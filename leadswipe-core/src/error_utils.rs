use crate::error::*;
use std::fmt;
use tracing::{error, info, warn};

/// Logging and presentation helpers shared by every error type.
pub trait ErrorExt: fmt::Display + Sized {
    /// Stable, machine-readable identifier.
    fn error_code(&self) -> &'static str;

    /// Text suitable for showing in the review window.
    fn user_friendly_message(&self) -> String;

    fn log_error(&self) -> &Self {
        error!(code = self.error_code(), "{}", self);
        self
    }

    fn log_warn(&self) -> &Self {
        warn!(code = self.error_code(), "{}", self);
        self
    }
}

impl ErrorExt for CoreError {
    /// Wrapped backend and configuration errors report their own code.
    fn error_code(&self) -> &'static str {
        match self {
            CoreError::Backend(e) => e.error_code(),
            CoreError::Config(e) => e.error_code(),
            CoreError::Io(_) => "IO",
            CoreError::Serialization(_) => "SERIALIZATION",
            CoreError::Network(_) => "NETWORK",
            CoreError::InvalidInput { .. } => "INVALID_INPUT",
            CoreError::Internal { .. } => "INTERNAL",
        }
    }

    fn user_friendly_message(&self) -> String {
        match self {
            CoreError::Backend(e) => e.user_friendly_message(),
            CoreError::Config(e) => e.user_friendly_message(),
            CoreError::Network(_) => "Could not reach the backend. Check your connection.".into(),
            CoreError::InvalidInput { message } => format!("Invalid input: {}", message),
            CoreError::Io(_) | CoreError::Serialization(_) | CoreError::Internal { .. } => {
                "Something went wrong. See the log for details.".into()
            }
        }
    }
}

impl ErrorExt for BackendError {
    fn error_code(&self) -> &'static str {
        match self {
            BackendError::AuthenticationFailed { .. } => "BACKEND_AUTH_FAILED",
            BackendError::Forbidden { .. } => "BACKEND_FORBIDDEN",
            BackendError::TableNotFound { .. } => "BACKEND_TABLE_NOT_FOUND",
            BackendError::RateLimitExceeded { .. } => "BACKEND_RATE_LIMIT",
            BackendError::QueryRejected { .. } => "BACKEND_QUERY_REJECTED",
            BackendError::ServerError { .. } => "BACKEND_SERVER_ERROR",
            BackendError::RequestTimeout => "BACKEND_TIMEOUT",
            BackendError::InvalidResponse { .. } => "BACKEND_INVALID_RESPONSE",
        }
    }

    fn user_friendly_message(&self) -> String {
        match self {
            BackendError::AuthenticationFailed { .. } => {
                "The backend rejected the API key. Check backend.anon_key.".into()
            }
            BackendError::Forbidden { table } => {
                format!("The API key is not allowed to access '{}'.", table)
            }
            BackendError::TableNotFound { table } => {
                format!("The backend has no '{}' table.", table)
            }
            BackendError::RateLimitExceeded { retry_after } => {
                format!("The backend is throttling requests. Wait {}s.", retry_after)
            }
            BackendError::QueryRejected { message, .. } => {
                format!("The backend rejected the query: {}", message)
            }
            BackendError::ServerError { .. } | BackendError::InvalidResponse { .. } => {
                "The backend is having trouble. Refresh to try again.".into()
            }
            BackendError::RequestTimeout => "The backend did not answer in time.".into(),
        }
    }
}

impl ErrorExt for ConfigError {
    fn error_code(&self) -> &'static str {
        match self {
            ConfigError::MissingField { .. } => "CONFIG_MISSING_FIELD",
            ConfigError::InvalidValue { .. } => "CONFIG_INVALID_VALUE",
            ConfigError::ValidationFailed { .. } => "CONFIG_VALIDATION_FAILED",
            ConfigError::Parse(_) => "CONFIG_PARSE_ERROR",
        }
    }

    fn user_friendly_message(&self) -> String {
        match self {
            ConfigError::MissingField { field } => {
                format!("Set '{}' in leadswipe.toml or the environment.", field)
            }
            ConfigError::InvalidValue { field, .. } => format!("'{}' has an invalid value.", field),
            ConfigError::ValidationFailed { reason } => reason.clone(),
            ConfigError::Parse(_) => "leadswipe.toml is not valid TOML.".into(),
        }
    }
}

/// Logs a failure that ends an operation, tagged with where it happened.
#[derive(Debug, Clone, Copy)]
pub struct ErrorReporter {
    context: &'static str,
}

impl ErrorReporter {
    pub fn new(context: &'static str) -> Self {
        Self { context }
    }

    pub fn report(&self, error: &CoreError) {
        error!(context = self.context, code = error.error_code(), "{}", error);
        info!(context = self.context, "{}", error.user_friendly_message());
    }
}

...

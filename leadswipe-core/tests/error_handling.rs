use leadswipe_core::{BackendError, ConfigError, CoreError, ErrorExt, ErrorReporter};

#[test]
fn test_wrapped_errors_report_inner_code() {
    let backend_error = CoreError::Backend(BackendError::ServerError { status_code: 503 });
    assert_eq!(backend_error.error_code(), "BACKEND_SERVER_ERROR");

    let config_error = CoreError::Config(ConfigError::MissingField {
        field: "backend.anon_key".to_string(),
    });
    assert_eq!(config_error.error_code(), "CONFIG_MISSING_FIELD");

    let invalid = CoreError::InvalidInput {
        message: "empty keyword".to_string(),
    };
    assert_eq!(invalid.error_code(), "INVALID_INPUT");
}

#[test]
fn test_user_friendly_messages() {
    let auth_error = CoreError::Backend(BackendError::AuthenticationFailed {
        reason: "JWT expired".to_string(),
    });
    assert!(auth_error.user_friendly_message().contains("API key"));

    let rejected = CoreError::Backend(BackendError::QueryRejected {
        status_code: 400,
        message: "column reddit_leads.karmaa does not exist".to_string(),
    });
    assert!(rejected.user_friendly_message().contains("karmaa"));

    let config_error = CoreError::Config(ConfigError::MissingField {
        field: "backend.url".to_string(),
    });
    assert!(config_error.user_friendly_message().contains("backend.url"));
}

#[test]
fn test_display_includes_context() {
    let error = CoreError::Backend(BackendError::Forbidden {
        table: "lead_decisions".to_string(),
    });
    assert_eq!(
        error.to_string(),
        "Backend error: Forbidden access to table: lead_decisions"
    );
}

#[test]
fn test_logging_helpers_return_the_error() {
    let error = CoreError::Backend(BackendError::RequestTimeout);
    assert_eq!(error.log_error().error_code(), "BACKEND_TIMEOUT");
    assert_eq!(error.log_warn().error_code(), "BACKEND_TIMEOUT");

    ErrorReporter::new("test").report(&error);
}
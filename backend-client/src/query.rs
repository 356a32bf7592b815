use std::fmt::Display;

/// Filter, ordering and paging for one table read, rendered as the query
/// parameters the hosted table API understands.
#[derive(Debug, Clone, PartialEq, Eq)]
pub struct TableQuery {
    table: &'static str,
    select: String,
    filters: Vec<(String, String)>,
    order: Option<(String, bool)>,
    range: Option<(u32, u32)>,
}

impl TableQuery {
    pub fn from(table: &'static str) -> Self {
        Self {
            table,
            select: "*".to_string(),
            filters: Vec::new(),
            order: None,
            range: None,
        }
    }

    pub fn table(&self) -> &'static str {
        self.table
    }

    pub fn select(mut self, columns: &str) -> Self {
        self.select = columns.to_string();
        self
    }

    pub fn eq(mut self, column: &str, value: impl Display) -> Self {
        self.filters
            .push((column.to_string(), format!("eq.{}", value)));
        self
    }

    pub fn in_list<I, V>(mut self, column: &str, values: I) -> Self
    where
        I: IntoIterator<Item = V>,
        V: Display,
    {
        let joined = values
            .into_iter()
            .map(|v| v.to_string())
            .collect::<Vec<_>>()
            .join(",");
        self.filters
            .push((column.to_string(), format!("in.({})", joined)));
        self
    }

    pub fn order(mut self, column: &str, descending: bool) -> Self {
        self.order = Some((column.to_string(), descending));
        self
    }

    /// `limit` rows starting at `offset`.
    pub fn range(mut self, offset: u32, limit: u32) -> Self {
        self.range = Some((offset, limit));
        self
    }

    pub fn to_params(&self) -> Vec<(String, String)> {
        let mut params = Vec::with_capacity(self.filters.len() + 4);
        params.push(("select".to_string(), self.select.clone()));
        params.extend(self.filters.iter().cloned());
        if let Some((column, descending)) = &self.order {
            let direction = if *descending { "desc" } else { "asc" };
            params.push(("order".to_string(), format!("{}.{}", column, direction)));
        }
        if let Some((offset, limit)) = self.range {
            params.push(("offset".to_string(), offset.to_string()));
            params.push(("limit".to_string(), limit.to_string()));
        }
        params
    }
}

*BRIEF*:
Scan the material for the word "values". Return every line where it is found.

*REPLY TO THE TASK*:
    pub fn in_list<I, V>(mut self, column: &str, values: I) -> Self
        let joined = values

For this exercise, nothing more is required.